This article was originally published in Canadian Affairs on September 7, 2025.

Thank you, Britain, for showing Canadians what not to do with education funding: adding a 20 per cent value-added tax (VAT) to independent school tuition.

This policy of Prime Minister Keir Starmer’s Labour government has injected chaos into the British education system and played havoc with children’s learning. The full impact will be felt in coming weeks as kids return to classrooms.

Independent schools had previously been exempted from the 20 per cent VAT. But the tax was applied at the beginning of 2025 in a bid to raise funds that could be redistributed to the U.K.’s state schools.

The government’s messaging was that parents of kids in independent schools should pay “their fair share”. But independent school parents already do society (and the Treasury!) a favour, given that they pay taxes toward the state system while also funding their children’s education themselves.

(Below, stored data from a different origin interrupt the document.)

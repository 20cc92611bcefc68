//! The Bitcoin-style wire protocol: message envelope, CompactSize integers,
//! and the payload messages this core consumes/produces (spec §6.1).
//!
//! The TCP transport, socket multiplexing, and message framing/deframing
//! are out of scope (spec §1) - this module only encodes and decodes the
//! bytes once a complete payload has been delivered.

pub mod compact_size;
pub mod envelope;
pub mod error;
pub mod messages;

pub use envelope::MessageEnvelope;
pub use error::WireError;
pub use messages::{
    GetHeadersMessage, HeadersMessage, InvItem, InvMessage, NetAddr, PingMessage, PongMessage, VersionMessage,
};
impl ChainState {
    pub fn new(consensus: ConsensusParams, config: ChainStateConfig) -> Self {
        Self {
            pow: RandomXEngine::new(crate::proof_of_work::randomx::DEFAULT_VM_CACHE_CAPACITY),
            consensus,
            config,
            time_offset: Mutex::new(NetworkTimeOffset::new()),
            inner: Mutex::new(Inner {
                index: BlockIndex::new(),
                active_chain: ActiveChain::new(),
                orphans: OrphanPool::new(),
                best_header: None,
                anchor: None,
            }),
            hooks: Mutex::new(Hooks::new()),
        }
    }

    pub fn hooks(&self) -> std::sync::MutexGuard<'_, Hooks> {
        self.hooks.lock().expect("hooks mutex poisoned")
    }

    pub fn record_peer_time_sample(&self, peer_time: i64, local_time: i64) {
        self.time_offset.lock().expect("time offset mutex poisoned").add_sample(peer_time, local_time);
    }

    /// Initializes the index with the network's one true genesis header.
    /// Must be called before any `accept_header` call.
    pub fn init_genesis(&self, genesis: BlockHeader) -> Result<(), AcceptHeaderReject> {
        let hash = genesis.hash();
        if hash != self.consensus.genesis_hash {
            return Err(AcceptHeaderReject::BadGenesis);
        }
        let target = bits_to_target(genesis.bits);
        let mut inner = self.inner.lock().expect("chainstate mutex poisoned");
        inner.index.insert_genesis(&genesis, target);
        if let Some(entry) = inner.index.lookup_mut(&hash) {
            entry.status.insert(EntryStatus::VALID_HEADER | EntryStatus::VALID_TREE);
        }
        inner.active_chain.set_tip(hash, &inner.index);
        inner.best_header = Some(hash);
        inner.anchor = Some(AsertAnchor {
            anchor_height: self.consensus.anchor_height,
            anchor_parent_time: genesis.time,
            anchor_target: target,
            target_spacing: self.consensus.target_spacing,
            half_life: self.consensus.half_life,
            pow_limit: self.consensus.pow_limit,
        });
        Ok(())
    }

    /// Spec §4.3 `accept_header`, with `process_orphan_children` modeled as
    /// an iterative queue rather than recursion.
    pub fn accept_header(&self, header: BlockHeader, peer: PeerId, now: u64) -> Result<BlockHash, AcceptHeaderReject> {
        let mut inner = self.inner.lock().expect("chainstate mutex poisoned");
        let mut queue: VecDeque<(BlockHeader, PeerId)> = VecDeque::new();
        queue.push_back((header, peer));
        let mut first_result = None;

        while let Some((h, p)) = queue.pop_front() {
            let result = self.accept_single_locked(&mut inner, h, p, now);
            if let Ok(accepted_hash) = result {
                let children = inner.orphans.drain_children(accepted_hash);
                for child in children {
                    queue.push_back((child.header, child.peer));
                }
            }
            if first_result.is_none() {
                first_result = Some(result);
            }
        }
        first_result.expect("queue always starts with at least one entry")
    }

    fn accept_single_locked(
        &self,
        inner: &mut Inner,
        header: BlockHeader,
        peer: PeerId,
        now: u64,
    ) -> Result<BlockHash, AcceptHeaderReject> {
        let hash = header.hash();

        if let Some(existing) = inner.index.lookup(&hash) {
            if existing.is_valid_tree() {
                // Normal peer redundancy, not misbehavior (spec §4.2).
                return Ok(hash);
            }
            if existing.is_failed() {
                return Err(AcceptHeaderReject::InvalidAncestor);
            }
        }

        if inner.index.has_failed_ancestor(header.prev_hash) {
            return Err(AcceptHeaderReject::InvalidAncestor);
        }

        let target = bits_to_target(header.bits);
        layer1_prefilter(&header, target).map_err(|_| AcceptHeaderReject::InvalidPowCommitment)?;

        if header.is_genesis_candidate() {
            // Either this is the configured genesis (already handled by
            // `init_genesis`, so a re-delivery is the duplicate-valid case
            // caught above) or it claims an all-zero `prev_hash` without
            // matching the configured hash - both are rejected the same way.
            return Err(AcceptHeaderReject::BadGenesis);
        }

        let parent: BlockIndexEntry = match inner.index.lookup(&header.prev_hash) {
            Some(p) => p.clone(),
            None => {
                inner.orphans.try_add(header.clone(), peer, now);
                return Err(AcceptHeaderReject::Orphan(header.prev_hash));
            },
        };

        if parent.is_failed() {
            if let Some(h) = inner.index.insert(&header, target) {
                if let Some(e) = inner.index.lookup_mut(&h) {
                    e.status.insert(EntryStatus::FAILED_CHILD);
                }
            }
            return Err(AcceptHeaderReject::InvalidAncestor);
        }

        let candidate_height = parent.height + 1;
        if let Some((_, expected_hash)) = self.config.checkpoints.iter().find(|(h, _)| *h == candidate_height) {
            if *expected_hash != hash {
                return Err(AcceptHeaderReject::CheckpointMismatch);
            }
        }

        if let Err(e) = layer2_context_free(&header, target, &self.pow, self.consensus.randomx_epoch_duration) {
            self.insert_failed(inner, &header, target);
            return Err(e.into());
        }

        let ancestor_times = gather_ancestor_times(&inner.index, header.prev_hash, self.consensus.mtp_window);
        let adjusted_now = self.time_offset.lock().expect("time offset mutex poisoned").adjusted_time(now as i64);
        let anchor = inner.anchor.expect("anchor set by init_genesis");
        let expected_target = next_target(parent.height, parent.time, &anchor);
        let expected_bits = target_to_bits(expected_target);

        if let Err(e) =
            layer3_contextual(&header, &ancestor_times, adjusted_now, self.consensus.max_future_time_secs, expected_bits)
        {
            self.insert_failed(inner, &header, target);
            return Err(e.into());
        }

        let h = inner
            .index
            .insert(&header, target)
            .expect("parent present and hash not a duplicate, checked above");
        if let Some(entry) = inner.index.lookup_mut(&h) {
            entry.status.insert(EntryStatus::VALID_HEADER | EntryStatus::VALID_TREE);
        }

        let chain_work = inner.index.lookup(&h).expect("just inserted").chain_work;
        let is_new_best = match inner.best_header.and_then(|b| inner.index.lookup(&b)) {
            Some(best) => chain_work > best.chain_work,
            None => true,
        };
        if is_new_best {
            inner.best_header = Some(h);
        }

        self.activate_best_chain(inner);

        Ok(h)
    }

    fn insert_failed(&self, inner: &mut Inner, header: &BlockHeader, target: U256) {
        if let Some(h) = inner.index.insert(header, target) {
            if let Some(e) = inner.index.lookup_mut(&h) {
                e.status.insert(EntryStatus::FAILED_VALID);
            }
        }
    }

    /// Spec §4.3 `activate_best_chain`.
    fn activate_best_chain(&self, inner: &mut Inner) {
        let current_tip = match inner.active_chain.tip() {
            Some(t) => t,
            None => return,
        };
        let current_work = inner.index.lookup(&current_tip).map(|e| e.chain_work).unwrap_or_default();

        let candidate = inner
            .index
            .iter()
            .filter(|e| !e.is_failed())
            .filter(|e| e.chain_work > current_work)
            .filter(|e| satisfies_checkpoints(&inner.index, e, &self.config.checkpoints))
            .fold(None::<&BlockIndexEntry>, |best, e| match best {
                None => Some(e),
                Some(b) if e.chain_work > b.chain_work => Some(e),
                Some(b) if e.chain_work == b.chain_work && e.hash < b.hash => Some(e),
                Some(b) => Some(b),
            })
            .map(|e| e.hash);

        let candidate = match candidate {
            Some(c) => c,
            None => return,
        };

        let fork = match inner.index.find_fork(current_tip, candidate) {
            Some(f) => f,
            None => {
                warn!(target: LOG_TARGET, "no common ancestor between current tip and reorg candidate");
                return;
            },
        };

        let fork_height = inner.index.lookup(&fork).map(|e| e.height).unwrap_or(0);
        let current_height = inner.index.lookup(&current_tip).map(|e| e.height).unwrap_or(0);
        let reorg_depth = current_height.saturating_sub(fork_height);

        if self.config.suspicious_reorg_depth > 0 && reorg_depth > self.config.suspicious_reorg_depth {
            warn!(
                target: LOG_TARGET,
                "reorg depth {} exceeds suspicious threshold {}; halting tip switch", reorg_depth, self.config.suspicious_reorg_depth
            );
            return;
        }

        if !inner.active_chain.set_tip(candidate, &inner.index) {
            warn!(target: LOG_TARGET, "set_tip failed for candidate {}; chain left unchanged", candidate);
            return;
        }

        info!(target: LOG_TARGET, "tip changed: {} -> {}", current_tip, candidate);
        let new_height = inner.index.lookup(&candidate).map(|e| e.height).unwrap_or(0);
        let mut hooks = self.hooks.lock().expect("hooks mutex poisoned");
        hooks.call_on_block_connected_hooks(candidate);
        hooks.call_on_tip_changed_hooks(&TipChangedEvent {
            old_tip: Some(current_tip),
            new_tip: candidate,
            new_height,
        });
    }

    /// Operator command (spec §4.3 `invalidate_block`): marks `hash` and
    /// its descendants failed, then re-runs chain selection.
    pub fn invalidate_block(&self, hash: BlockHash) -> Result<(), ChainStateError> {
        let mut inner = self.inner.lock().expect("chainstate mutex poisoned");
        if !inner.index.contains(&hash) {
            return Err(ChainStateError::UnknownHash(hash));
        }
        inner.index.mark_failed_and_propagate(hash);
        self.activate_best_chain(&mut inner);
        Ok(())
    }

    pub fn get_tip(&self) -> Option<ChainMetadata> {
        let inner = self.inner.lock().expect("chainstate mutex poisoned");
        let tip = inner.active_chain.tip()?;
        let entry = inner.index.lookup(&tip)?;
        Some(ChainMetadata {
            tip_hash: tip,
            height: entry.height,
            accumulated_difficulty: entry.chain_work,
            timestamp: entry.time,
        })
    }

    pub fn get_best_header(&self) -> Option<BlockHash> {
        self.inner.lock().expect("chainstate mutex poisoned").best_header
    }

    pub fn get_block_by_hash(&self, hash: &BlockHash) -> Option<BlockIndexEntry> {
        self.inner.lock().expect("chainstate mutex poisoned").index.lookup(hash).cloned()
    }

    pub fn get_block_by_height(&self, height: u64) -> Option<BlockIndexEntry> {
        let inner = self.inner.lock().expect("chainstate mutex poisoned");
        let hash = inner.active_chain.at(height)?;
        inner.index.lookup(&hash).cloned()
    }

    pub fn build_locator(&self) -> Vec<BlockHash> {
        self.inner.lock().expect("chainstate mutex poisoned").active_chain.locator()
    }

    /// Spec §6.4/SPEC_FULL §2: best header time within 2x target spacing of
    /// network-adjusted time.
    pub fn is_initial_sync(&self, now: u64) -> bool {
        let inner = self.inner.lock().expect("chainstate mutex poisoned");
        let best_time = match inner.best_header.and_then(|h| inner.index.lookup(&h)) {
            Some(e) => e.time as i64,
            None => return true,
        };
        let adjusted_now = self.time_offset.lock().expect("time offset mutex poisoned").adjusted_time(now as i64);
        let threshold = 2 * self.consensus.target_spacing as i64;
        (adjusted_now - best_time).abs() > threshold
    }

    pub fn orphan_count(&self) -> usize {
        self.inner.lock().expect("chainstate mutex poisoned").orphans.len()
    }

    pub fn orphan_count_for_peer(&self, peer: PeerId) -> usize {
        self.inner.lock().expect("chainstate mutex poisoned").orphans.peer_count(peer)
    }

    pub fn evict_expired_orphans(&self, now: u64) {
        self.inner.lock().expect("chainstate mutex poisoned").orphans.evict_expired(now);
    }

    /// A point-in-time copy of every known entry and the active tip hash,
    /// for the persistence layer (spec §4.8/§6.3).
    pub fn snapshot(&self) -> (Vec<BlockIndexEntry>, Option<BlockHash>) {
        let inner = self.inner.lock().expect("chainstate mutex poisoned");
        (inner.index.iter().cloned().collect(), inner.active_chain.tip())
    }

    /// Rebuilds a `ChainState` from a previously saved snapshot. Entries
    /// are inserted in a single pass (their prev references are already
    /// hashes, so no pointer fix-up pass is required by this
    /// representation); the active chain is then recomputed by walking the
    /// recorded tip back to genesis, which validates contiguity exactly as
    /// `set_active_tip` would for a freshly accepted header.
    pub fn from_snapshot(
        consensus: ConsensusParams,
        config: ChainStateConfig,
        entries: Vec<BlockIndexEntry>,
        tip: Option<BlockHash>,
    ) -> Self {
        let state = Self::new(consensus, config);
        {
            let mut inner = state.inner.lock().expect("chainstate mutex poisoned");
            let mut best_work = U256::zero();
            let mut best_header = None;
            for entry in entries {
                if entry.prev.is_none() {
                    inner.anchor = Some(AsertAnchor {
                        anchor_height: state.consensus.anchor_height,
                        anchor_parent_time: entry.time,
                        anchor_target: bits_to_target(entry.bits),
                        target_spacing: state.consensus.target_spacing,
                        half_life: state.consensus.half_life,
                        pow_limit: state.consensus.pow_limit,
                    });
                }
                if entry.chain_work > best_work || best_header.is_none() {
                    best_work = entry.chain_work;
                    best_header = Some(entry.hash);
                }
                inner.index.insert_raw(entry);
            }
            inner.best_header = best_header;
            if let Some(tip_hash) = tip {
                inner.active_chain.set_tip(tip_hash, &inner.index);
            }
        }
        state
    }
}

So it’s difficult to not feel like the government is targeting independent school parents for daring to exercise their options.State school: good. Independent school: bastions of elitism and snobbery.

In fact, though, the demographics of independent school students don’t reinforce this narrative. More than 40 per cent of independent school students are an ethnic minority, and one-fifth have special educational needs or a disability.

The government calculated that removing the VAT exemption would raise £1.5 billion, enabling it to hire thousands more public teachers, increase their pay and improve the quality of state schools.

But state schools aren’t always the answer. In April, independent school parents launched a court challenge, arguing the VAT was discriminatory because there were no state schools (or none within a reasonable geographic area) that could meet their children’s special educational or disability needs, or offer a single-sex or faith-based learning environment. A court decided against the parents in June, but some parents are reportedly planning to appeal the decision.

In the meantime, parents who cannot afford a 20 per cent fee hike, are pulling their kids from independent schools and registering them with state schools. This reduced enrollment has forced scores of independent schools (at least 50 so far) to close, pushing even more children into state schools.

The U.K. government is now faced with a huge increase in students enrolled in state schools — many with diverse learning needs — which has predictably resulted in crowded classrooms and an even greater need for teachers.

The influx of thousands of students to state schools in September means many fewer Britons will pay the VAT on tuition, and many more will demand education paid out of the national treasury. In the end, taxing independent schools could have an annual net cost of £650 million, according to the government’s own analysis.

Over in Canada, we should be carefully watching this cautionary tale.

In this vast country, provinces have responsibility for education. The province of Alberta is doing the opposite of what the U.K. government has done. Here, the provincial government doesn’t see independent schools as a problem, but rather as an integral part of the education ecosystem that meets students’ learning needs, develops good citizens, produces excellent academic outcomes and respects diversity.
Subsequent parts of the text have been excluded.